Brazil was amongst the top five global producers of asbestos in the first decade of the 21st century and was the fourth largest producer as recently as 2018. Although the mining of chrysotile asbestos began in Brazil in 1939, significant amounts were not produced until the 1960s; national production rose in the 21st century and was over 300,000 tonnes in 2012 [Brazil: Asbestos Producer, User, Exporter]. Brazil was also one of the world's major asbestos consuming countries; the vast majority was used in the manufacture of asbestos-cement products [see: Hazards of Asbestos Cement] and friction materials such as brakes and clutches. During 2002-2012, Brazil exported 61% of the asbestos it produced, making Brazil then the second biggest exporter of chrysotile asbestos [Brazil: Asbestos Producer, User, Exporter].

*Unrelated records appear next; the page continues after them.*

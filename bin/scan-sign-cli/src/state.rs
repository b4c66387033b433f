use colored::Colorize;
use scan_sign::lifecycle::LifecycleReport;
use scan_sign_client::{client::check_outcome, dev_chain::DevChain, Config, ScanSignClient};
use std::{sync::Arc, time::Duration};
use tokio::task::JoinHandle;

use crate::display::TerminalDisplay;

/// How long `shutdown` waits for a background transfer to finish.
const SHUTDOWN_WAIT: Duration = Duration::from_secs(1);

type TransferTask = JoinHandle<scan_sign_client::Result<LifecycleReport>>;

/// Everything the commands share between invocations.
#[derive(Debug)]
pub struct State {
    pub client: Arc<ScanSignClient>,
    pub chain: Arc<DevChain>,
    /// Transfer running in the background, if any.
    pub transfer: Option<TransferTask>,
    pub last_report: Option<LifecycleReport>,
}

impl State {
    pub fn new(config: Config) -> Self {
        let chain = Arc::new(DevChain::new(&config.dev_chain));
        let display = Arc::new(TerminalDisplay);
        let client = Arc::new(ScanSignClient::new(config, chain.clone(), display));

        Self {
            client,
            chain,
            transfer: None,
            last_report: None,
        }
    }

    pub fn transfer_running(&self) -> bool {
        self.transfer
            .as_ref()
            .map_or(false, |transfer| !transfer.is_finished())
    }

    /// Wait up to `limit` for the background transfer to finish and report
    /// how it went. Leaves a still-running transfer in place.
    pub async fn collect_transfer(&mut self, limit: Duration) -> anyhow::Result<()> {
        let mut transfer = match self.transfer.take() {
            Some(transfer) => transfer,
            None => return Ok(()),
        };

        match tokio::time::timeout(limit, &mut transfer).await {
            Err(_) => {
                self.transfer = Some(transfer);
                Ok(())
            }
            Ok(joined) => match joined? {
                Ok(report) => {
                    print_report(&report);
                    self.last_report = Some(report);
                    Ok(())
                }
                Err(e) => {
                    println!("{} {e}", "Transfer failed:".red());
                    Ok(())
                }
            },
        }
    }

    /// Cancel a pending signature request and give its transfer a moment to
    /// wind down. Anything still running after that is aborted.
    pub async fn shutdown(&mut self) -> anyhow::Result<()> {
        if self.client.exchange().cancel().await.is_ok() {
            println!("Cancelled the pending signature request");
        }
        self.collect_transfer(SHUTDOWN_WAIT).await?;
        if let Some(transfer) = self.transfer.take() {
            println!("{}", "Abandoning a transfer that is still running".yellow());
            transfer.abort();
        }
        Ok(())
    }
}

pub fn print_report(report: &LifecycleReport) {
    println!("Statuses: {}", report.statuses.join(" -> "));
    match check_outcome(&report.outcome) {
        Ok(()) => println!("{} {:?}", "Transfer succeeded:".green(), report.outcome),
        Err(e) => println!("{} {e}", "Transfer failed:".red()),
    }
}

#[cfg(test)]
mod tests {
    use super::*;
    use scan_sign::ExchangeStatus;
    use scan_sign_client::config::ConfigFile;
    use std::str::FromStr;

    fn state() -> State {
        let config = ConfigFile::from_str(
            r#"
            endpoint = "wss://kusama-rpc.polkadot.io"
            sender = "J7LbEaKaDuPwnNS9BT4xmscBn7GwzvCRwKbQuC82KdQRHxW"
            receiver = "HqfMqd2sod4pN5L1HfUD1h9VLiaKfekeGcesnSz7dKDXJdg"
            amount = 1
            "#,
        )
        .unwrap();
        State::new(Config::from_config_file(config).unwrap())
    }

    #[tokio::test]
    async fn shutdown_cancels_waiting_transfer() {
        let mut state = state();
        let client = state.client.clone();
        state.transfer = Some(tokio::spawn(async move { client.submit_transfer().await }));
        while state.client.exchange().status().await == ExchangeStatus::Idle {
            tokio::time::sleep(Duration::from_millis(5)).await;
        }

        state.shutdown().await.unwrap();
        assert!(state.transfer.is_none());
        assert!(!state.transfer_running());
        assert_eq!(state.client.exchange().status().await, ExchangeStatus::Idle);
    }

    #[tokio::test]
    async fn shutdown_with_nothing_running() {
        let mut state = state();
        state.shutdown().await.unwrap();
        assert!(state.last_report.is_none());
    }
}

The government was slow to regulate the use of asbestos. Until the 1980s, there were no regulations on the use of or allowable exposures to asbestos. After the ending of the military dictatorship, social movements and some trade unions began to press for better controls with limited success. In 1991, the official threshold for occupational exposure to asbestos was 4 f/cc; this was 20 times the U.S. workplace exposure limit. Asbestos stakeholders vigorously contested attempts to regulate the asbestos trade and attacked campaigners who called for national reforms [Brazilian Justice?] [ The Asbestos Institute Attacks Brazilian Campaigner] [Brazilian Asbestos Industry vs. Fernanda Giannasi] [A Debt of Honor] [Award for Latin American Activist: Fernanda Giannasi]. For decades, economic and social pressure exerted by asbestos stakeholders on people living in areas reliant on asbestos interests for employment succeeded in marginalizing the voice of the victims and supressing data revealing the human cost of the industry’s asbestos profits [Denial of the Occurrence of Occupational Asbestos Diseases in the Brazilian Mining Town of Minaçu].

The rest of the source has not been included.